The employee alleged that the employer violated the PPWFA by failing to accept her doctor’s certification regarding her five-day absence as a reasonable accommodation under the Act, and that the employer failed to reinstate her to her original position or an equivalent position when her need for reasonable accommodation ceased on July 2. The employee alleged wrongful termination based on the public policy exception to at-will employment for retaliation by the employer for her exercise of her rights under the PPWFA.

ISSUE:

Was the employer entitled to dismissal of the employee's claims under the PPWFA and for wrongful termination?

ANSWER:

No as to PPWFA claims; yes as to wrong termination.

CONCLUSION:

The court granted in part and denied in part the employer’s motion to dismiss.
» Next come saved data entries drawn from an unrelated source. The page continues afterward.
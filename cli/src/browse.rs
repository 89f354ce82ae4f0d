use std::io::{self, BufRead};

use log::{debug, warn};
use rehome_core::{Ad, FetchError, FetchRequest, PageData, Pager, AD_PAGE_SIZES};

use crate::args::OutputFormat;
use crate::formatters::AdListFormatter;
use crate::forms::canonical_category;
use crate::session::Session;
use crate::web_client::Client;

/// What a listing view is looking at. The engine treats it as an opaque
/// filter; only identity changes matter to it.
#[derive(Debug, Clone, PartialEq)]
pub enum AdSource {
    /// Every ad, optionally narrowed to a category
    All { category: Option<String> },
    /// Ads the user marked as favorites
    Favorites { user_id: i64 },
    /// Ads the user authored
    Mine { user_id: i64 },
}

/// Resolve one engine request against the service
fn resolve(client: &dyn Client, req: &FetchRequest<AdSource>) -> Result<PageData<Ad>, FetchError> {
    let page = match &req.filter {
        AdSource::All { category } => {
            client.list_ads(req.page, req.page_size, category.as_deref())?
        }
        AdSource::Favorites { user_id } => {
            client.list_favorites(*user_id, req.page, req.page_size)?
        }
        AdSource::Mine { user_id } => client.list_user_ads(*user_id, req.page, req.page_size)?,
    };

    Ok(page.into())
}

/// Pump the engine until it has no pending fetch
pub fn pump(pager: &mut Pager<Ad, AdSource>, client: &dyn Client) {
    while let Some(req) = pager.take_request() {
        let token = req.token;
        let page = req.page;
        let outcome = resolve(client, &req);
        if !pager.apply(token, outcome) {
            warn!("Discarded stale response for page {page}");
        }
    }
}

/// Fetch and print a single page
pub fn render_once(
    pager: &mut Pager<Ad, AdSource>,
    client: &dyn Client,
    output: OutputFormat,
) -> anyhow::Result<()> {
    pump(pager, client);

    if let Some(error) = pager.error() {
        anyhow::bail!("{error}");
    }

    let mut formatter = AdListFormatter::new(output);
    formatter
        .print_page(pager)
        .map_err(|e| anyhow::anyhow!("Error while printing ads: {e}"))
}

/// Interactive listing loop: renders the current page, then reads one command
/// per line until quit. A failed fetch is shown on stderr while the last
/// rendered page stays visible.
pub fn interactive(
    pager: &mut Pager<Ad, AdSource>,
    client: &dyn Client,
    session: Option<&Session>,
    image_origin: &str,
    output: OutputFormat,
) -> anyhow::Result<()> {
    let stdin = io::stdin();
    let mut lines = stdin.lock().lines();
    let mut formatter = AdListFormatter::new(output);

    loop {
        pump(pager, client);
        formatter
            .print_page(pager)
            .map_err(|e| anyhow::anyhow!("Error while printing ads: {e}"))?;
        if let Some(error) = pager.error() {
            eprintln!("Error: {error}");
        }

        println!("{}", prompt_for(pager.filter(), session.is_some()));

        let Some(line) = lines.next() else { break };
        let line = line?;
        let trimmed = line.trim();
        let (command, rest) = match trimmed.split_once(char::is_whitespace) {
            Some((c, r)) => (c, r.trim()),
            None => (trimmed, ""),
        };

        match command {
            "" => {}
            "q" | "quit" => break,
            "n" | "next" => {
                if !pager.next_page() {
                    println!("Already on the last page.");
                }
            }
            "p" | "prev" => {
                if !pager.previous_page() {
                    println!("Already on the first page.");
                }
            }
            "r" | "refresh" => pager.refresh(),
            "s" | "size" => match rest.parse::<usize>() {
                Ok(n) if n > 0 => pager.set_page_size(n),
                _ => println!("Usage: s <ads per page>, e.g. one of {AD_PAGE_SIZES:?}"),
            },
            "c" | "category" if matches!(pager.filter(), AdSource::All { .. }) => {
                if rest.is_empty() {
                    pager.set_filter(AdSource::All { category: None });
                } else {
                    match canonical_category(rest) {
                        Some(category) => pager.set_filter(AdSource::All {
                            category: Some(category.to_string()),
                        }),
                        None => println!("Unknown category: {rest}"),
                    }
                }
            }
            "f" | "fav" if matches!(pager.filter(), AdSource::All { .. }) => {
                favorite(pager, client, session, rest);
            }
            "d" | "drop" => {
                if let AdSource::Favorites { user_id } = *pager.filter() {
                    drop_favorite(pager, client, user_id, rest);
                } else {
                    println!("Unknown command: {command}");
                }
            }
            "o" | "open" => open_image(pager, image_origin, rest),
            other => println!("Unknown command: {other}"),
        }
    }

    Ok(())
}

fn prompt_for(source: &AdSource, logged_in: bool) -> String {
    let mut parts = vec!["n)ext", "p)rev", "s)ize N", "o)pen N", "r)efresh"];
    match source {
        AdSource::All { .. } => {
            parts.push("c)ategory NAME");
            if logged_in {
                parts.push("f)av N");
            }
        }
        AdSource::Favorites { .. } => parts.push("d)rop N"),
        AdSource::Mine { .. } => {}
    }
    parts.push("q)uit");
    parts.join("  ")
}

/// 1-based index into the current page, as shown by the formatter
fn select_ad_id(pager: &Pager<Ad, AdSource>, arg: &str) -> Option<i64> {
    let Ok(number) = arg.parse::<usize>() else {
        println!("Expected an ad number between 1 and {}", pager.items().len());
        return None;
    };
    match pager.items().get(number.wrapping_sub(1)) {
        Some(ad) => Some(ad.ad_id),
        None => {
            println!("No ad number {number} on this page.");
            None
        }
    }
}

fn favorite(
    pager: &Pager<Ad, AdSource>,
    client: &dyn Client,
    session: Option<&Session>,
    arg: &str,
) {
    let Some(session) = session else {
        println!("You must be logged in to favorite an ad");
        return;
    };
    let Some(ad_id) = select_ad_id(pager, arg) else {
        return;
    };

    match client.add_favorite(session.user.id, ad_id) {
        Ok(message) => println!("{message}"),
        Err(e) => eprintln!("Error: {e}"),
    }
}

/// Optimistic removal: on success the ad disappears from the loaded page
/// without a refetch. The total stays as fetched, so the page display can
/// overstate the count until the next fetch.
fn drop_favorite(pager: &mut Pager<Ad, AdSource>, client: &dyn Client, user_id: i64, arg: &str) {
    let Some(ad_id) = select_ad_id(pager, arg) else {
        return;
    };

    match client.remove_favorite(user_id, ad_id) {
        Ok(message) => {
            pager.remove_local(|ad| ad.ad_id == ad_id);
            println!("{message}");
        }
        Err(e) => {
            debug!("remove_favorite failed for ad {ad_id}: {e}");
            eprintln!("Could not delete the ad, please try again");
        }
    }
}

fn open_image(pager: &Pager<Ad, AdSource>, image_origin: &str, arg: &str) {
    let Ok(number) = arg.parse::<usize>() else {
        println!("Expected an ad number between 1 and {}", pager.items().len());
        return;
    };
    let Some(ad) = pager.items().get(number.wrapping_sub(1)) else {
        println!("No ad number {number} on this page.");
        return;
    };

    match ad.image() {
        None => println!("This ad has no image."),
        Some(path) => {
            let url = format!("{image_origin}{path}");
            if let Err(e) = webbrowser::open(&url) {
                eprintln!("Could not open browser: {e}");
                println!("{url}");
            }
        }
    }
}
use validator::Validate;

use crate::{
    args::RegisterArgs,
    forms::{validation_message, RegisterForm},
    web_client::Client,
};

/// Create an account. Input is validated locally before any request is sent;
/// the service's response text (success or rejection) is relayed verbatim.
pub fn register_cmd(client: &dyn Client, args: RegisterArgs) -> anyhow::Result<()> {
    let form = RegisterForm {
        username: args.username,
        password: args.password,
        display_name: args.display_name,
        email: args.email,
        phone: args.phone,
    };

    if let Err(errors) = form.validate() {
        anyhow::bail!("{}", validation_message(&errors));
    }

    let message = client
        .register(
            &form.username,
            &form.password,
            &form.display_name,
            &form.email,
            &form.phone,
        )
        .map_err(|e| anyhow::anyhow!("{e}"))?;

    println!("{message}");

    Ok(())
}
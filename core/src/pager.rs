use crate::error::FetchError;

/// Items plus total count, as produced by one fetch of the data source
#[derive(Debug, Clone, PartialEq)]
pub struct PageData<T> {
    pub items: Vec<T>,
    pub total: u64,
}

/// A scheduled fetch. The token is monotonically increasing; a response is
/// applied only when its token is still the latest one issued, so a slow
/// response can never overwrite the state of a newer request.
#[derive(Debug, Clone, PartialEq)]
pub struct FetchRequest<F> {
    pub page: usize,
    pub page_size: usize,
    pub filter: F,
    pub token: u64,
}

/// Pagination engine for a listing view.
///
/// The engine owns the page window (current page, page size, loaded items,
/// total count, loading/error flags) and decides *when* a fetch is needed;
/// it performs no I/O itself. The owning view pumps it:
///
/// ```
/// use rehome_core::pager::{PageData, Pager};
///
/// let mut pager: Pager<u32, Option<String>> = Pager::new(10, None);
/// while let Some(req) = pager.take_request() {
///     // resolve req against the data source, then:
///     pager.apply(req.token, Ok(PageData { items: vec![1, 2, 3], total: 3 }));
/// }
/// assert_eq!(pager.items(), &[1, 2, 3]);
/// ```
///
/// The filter is opaque to the engine; only identity changes matter.
#[derive(Debug)]
pub struct Pager<T, F> {
    items: Vec<T>,
    total: u64,
    current_page: usize,
    page_size: usize,
    filter: F,
    loading: bool,
    error: Option<String>,
    dirty: bool,
    issued: u64,
}

impl<T, F: Clone + PartialEq> Pager<T, F> {
    /// New engine on page 1 with an initial fetch already scheduled
    pub fn new(page_size: usize, filter: F) -> Self {
        Pager {
            items: Vec::new(),
            total: 0,
            current_page: 1,
            page_size: page_size.max(1),
            filter,
            loading: false,
            error: None,
            dirty: true,
            issued: 0,
        }
    }

    pub fn items(&self) -> &[T] {
        &self.items
    }

    pub fn total(&self) -> u64 {
        self.total
    }

    pub fn current_page(&self) -> usize {
        self.current_page
    }

    pub fn page_size(&self) -> usize {
        self.page_size
    }

    pub fn filter(&self) -> &F {
        &self.filter
    }

    pub fn is_loading(&self) -> bool {
        self.loading
    }

    /// Message of the last failed fetch, cleared by the next trigger
    pub fn error(&self) -> Option<&str> {
        self.error.as_deref()
    }

    /// Last page number: `max(1, ceil(total / page_size))`
    pub fn last_page(&self) -> usize {
        (self.total as usize).div_ceil(self.page_size).max(1)
    }

    pub fn has_previous(&self) -> bool {
        self.current_page > 1
    }

    pub fn has_next(&self) -> bool {
        self.current_page < self.last_page()
    }

    /// Advance one page. No-op on the last page. Returns whether a refetch
    /// was scheduled.
    pub fn next_page(&mut self) -> bool {
        if !self.has_next() {
            return false;
        }
        self.current_page += 1;
        self.schedule();
        true
    }

    /// Go back one page. No-op on page 1.
    pub fn previous_page(&mut self) -> bool {
        if !self.has_previous() {
            return false;
        }
        self.current_page -= 1;
        self.schedule();
        true
    }

    /// Change the page size. The current window loses its meaning, so the
    /// page resets to 1 and a refetch is scheduled.
    pub fn set_page_size(&mut self, page_size: usize) {
        self.page_size = page_size.max(1);
        self.current_page = 1;
        self.schedule();
    }

    /// Jump to a specific page (1-based). A value past the end is clamped
    /// once the next fetch reports the real total.
    pub fn set_page(&mut self, page: usize) {
        let page = page.max(1);
        if page == self.current_page {
            return;
        }
        self.current_page = page;
        self.schedule();
    }

    /// Replace the filter. An identity change resets the page to 1 and
    /// schedules a refetch; setting the same filter again does nothing.
    pub fn set_filter(&mut self, filter: F) {
        if filter == self.filter {
            return;
        }
        self.filter = filter;
        self.current_page = 1;
        self.schedule();
    }

    /// Schedule a refetch of the current window
    pub fn refresh(&mut self) {
        self.schedule();
    }

    fn schedule(&mut self) {
        self.dirty = true;
    }

    /// Take the pending fetch, if any. Marks the state as loading and clears
    /// the previous error.
    pub fn take_request(&mut self) -> Option<FetchRequest<F>> {
        if !self.dirty {
            return None;
        }
        self.dirty = false;
        self.loading = true;
        self.error = None;
        self.issued += 1;
        Some(FetchRequest {
            page: self.current_page,
            page_size: self.page_size,
            filter: self.filter.clone(),
            token: self.issued,
        })
    }

    /// Apply the outcome of a fetch. Returns `false` when the response was
    /// stale and discarded.
    ///
    /// On success the items and total are replaced wholesale and the current
    /// page is clamped into `[1, last_page]`; a clamp that moves the page
    /// schedules a follow-up fetch for the window that actually exists. On
    /// failure the message is stored and the previous items stay untouched.
    pub fn apply(&mut self, token: u64, outcome: Result<PageData<T>, FetchError>) -> bool {
        if token != self.issued {
            return false;
        }
        self.loading = false;
        match outcome {
            Ok(page) => {
                self.items = page.items;
                self.total = page.total;
                let last = self.last_page();
                if self.current_page > last {
                    self.current_page = last;
                    self.schedule();
                }
            }
            Err(e) => {
                self.error = Some(e.to_string());
            }
        }
        true
    }

    /// Remove items locally without refetching, for optimistic mutations
    /// such as un-favoriting. The total is deliberately left untouched, so
    /// the page display may overstate the count until the next fetch.
    pub fn remove_local<P>(&mut self, mut removed: P) -> usize
    where
        P: FnMut(&T) -> bool,
    {
        let before = self.items.len();
        self.items.retain(|item| !removed(item));
        before - self.items.len()
    }

    /// `"Page {current} of {last}"`
    pub fn page_display(&self) -> String {
        format!("Page {} of {}", self.current_page, self.last_page())
    }
}

#[cfg(test)]
mod tests {
    #![allow(clippy::unwrap_used)]

    use super::*;

    fn ok_page(count: usize, total: u64) -> Result<PageData<u32>, FetchError> {
        Ok(PageData {
            items: (0..count as u32).collect(),
            total,
        })
    }

    /// Pump until no fetch is pending, resolving every request with the same
    /// total and a full window of items.
    fn settle(pager: &mut Pager<u32, Option<String>>, total: u64) {
        while let Some(req) = pager.take_request() {
            let remaining = total.saturating_sub(((req.page - 1) * req.page_size) as u64);
            let count = remaining.min(req.page_size as u64) as usize;
            pager.apply(req.token, ok_page(count, total));
        }
    }

    #[test]
    fn test_last_page_is_ceil_with_floor_of_one() {
        let cases = [
            (0u64, 10usize, 1usize),
            (1, 10, 1),
            (10, 10, 1),
            (11, 10, 2),
            (25, 10, 3),
            (25, 5, 5),
            (3, 1, 3),
        ];

        for (total, size, expected) in cases {
            let mut pager: Pager<u32, Option<String>> = Pager::new(size, None);
            settle(&mut pager, total);
            assert_eq!(pager.last_page(), expected, "total={total} size={size}");
        }
    }

    #[test]
    fn test_next_is_noop_on_last_page() {
        let mut pager: Pager<u32, Option<String>> = Pager::new(10, None);
        settle(&mut pager, 25);

        assert!(pager.next_page());
        settle(&mut pager, 25);
        assert!(pager.next_page());
        settle(&mut pager, 25);

        assert_eq!(pager.current_page(), 3);
        assert!(!pager.has_next());
        assert!(!pager.next_page());
        assert_eq!(pager.current_page(), 3);
        assert!(pager.take_request().is_none());
    }

    #[test]
    fn test_previous_is_noop_on_first_page() {
        let mut pager: Pager<u32, Option<String>> = Pager::new(10, None);
        settle(&mut pager, 25);

        assert!(!pager.previous_page());
        assert_eq!(pager.current_page(), 1);
        assert!(pager.take_request().is_none());
    }

    #[test]
    fn test_set_page_size_resets_to_page_one() {
        let mut pager: Pager<u32, Option<String>> = Pager::new(10, None);
        settle(&mut pager, 100);
        pager.next_page();
        settle(&mut pager, 100);
        assert_eq!(pager.current_page(), 2);

        pager.set_page_size(30);

        assert_eq!(pager.current_page(), 1);
        let req = pager.take_request().unwrap();
        assert_eq!(req.page, 1);
        assert_eq!(req.page_size, 30);
    }

    #[test]
    fn test_failed_fetch_keeps_items_and_reports_error() {
        let mut pager: Pager<u32, Option<String>> = Pager::new(10, None);
        settle(&mut pager, 25);
        let before = pager.items().to_vec();

        pager.next_page();
        let req = pager.take_request().unwrap();
        assert!(pager.is_loading());
        pager.apply(
            req.token,
            Err(FetchError::Status {
                status: 500,
                message: "Failed to fetch ads".to_string(),
            }),
        );

        assert_eq!(pager.error(), Some("Failed to fetch ads"));
        assert_eq!(pager.items(), before.as_slice());
        assert!(!pager.is_loading());

        // the next trigger clears the error
        pager.refresh();
        let req = pager.take_request().unwrap();
        assert_eq!(pager.error(), None);
        pager.apply(req.token, ok_page(10, 25));
        assert_eq!(pager.error(), None);
    }

    #[test]
    fn test_filter_change_resets_page_and_refetches() {
        let mut pager: Pager<u32, Option<String>> = Pager::new(10, None);
        settle(&mut pager, 100);
        for _ in 0..3 {
            pager.next_page();
            settle(&mut pager, 100);
        }
        assert_eq!(pager.current_page(), 4);

        pager.set_filter(Some("Cat".to_string()));

        assert_eq!(pager.current_page(), 1);
        let req = pager.take_request().unwrap();
        assert_eq!(req.page, 1);
        assert_eq!(req.filter, Some("Cat".to_string()));
    }

    #[test]
    fn test_same_filter_does_not_refetch() {
        let mut pager: Pager<u32, Option<String>> = Pager::new(10, Some("Cat".to_string()));
        settle(&mut pager, 10);

        pager.set_filter(Some("Cat".to_string()));

        assert!(pager.take_request().is_none());
    }

    #[test]
    fn test_stale_response_is_discarded() {
        let mut pager: Pager<u32, Option<String>> = Pager::new(10, None);
        let first = pager.take_request().unwrap();

        // a newer fetch is triggered before the first resolves
        pager.refresh();
        let second = pager.take_request().unwrap();

        assert!(!pager.apply(first.token, ok_page(10, 999)));
        assert_eq!(pager.total(), 0);
        assert!(pager.is_loading());

        assert!(pager.apply(second.token, ok_page(10, 25)));
        assert_eq!(pager.total(), 25);
        assert!(!pager.is_loading());
    }

    #[test]
    fn test_shrunk_result_set_clamps_page_and_refetches() {
        let mut pager: Pager<u32, Option<String>> = Pager::new(10, None);
        settle(&mut pager, 100);
        for _ in 0..3 {
            pager.next_page();
            settle(&mut pager, 100);
        }
        assert_eq!(pager.current_page(), 4);

        // the server-side result set shrank underneath us
        pager.refresh();
        let req = pager.take_request().unwrap();
        pager.apply(req.token, ok_page(0, 15));

        assert_eq!(pager.current_page(), 2);
        let follow_up = pager.take_request().unwrap();
        assert_eq!(follow_up.page, 2);
    }

    #[test]
    fn test_remove_local_keeps_total_and_schedules_nothing() {
        let mut pager: Pager<u32, Option<String>> = Pager::new(10, None);
        settle(&mut pager, 25);

        let removed = pager.remove_local(|&n| n == 3);

        assert_eq!(removed, 1);
        assert_eq!(pager.items().len(), 9);
        assert_eq!(pager.total(), 25);
        assert!(pager.take_request().is_none());
    }

    #[test]
    fn test_page_display() {
        let mut pager: Pager<u32, Option<String>> = Pager::new(10, None);
        assert_eq!(pager.page_display(), "Page 1 of 1");

        settle(&mut pager, 25);
        assert_eq!(pager.page_display(), "Page 1 of 3");

        pager.next_page();
        settle(&mut pager, 25);
        assert_eq!(pager.page_display(), "Page 2 of 3");
    }

    #[test]
    fn test_page_size_floor_of_one() {
        let mut pager: Pager<u32, Option<String>> = Pager::new(0, None);
        assert_eq!(pager.page_size(), 1);

        pager.set_page_size(0);
        assert_eq!(pager.page_size(), 1);
    }
}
The court denied the motion to dismiss the PPWFA claim. The PPWFA took effect shortly before the employee’s case arose, and the court found that the PPWFA covered pre-birth pregnancy complications. The court found that the employee pleaded sufficient facts to support two violations of the PPWFA: first, the employer’s failure to engage in good faith with the employee regarding her request for a reasonable accommodation; second, the employer’s adverse action of terminating her employment after she asked for and took temporary time off as the accommodation that made sense given her circumstances.

The court granted the motion to dismiss as to the wrongful termination claim because the PPWFA provided a specific and significant remedy; the employee was thus precluded from invoking the public policy exception to the at-will employee doctrine.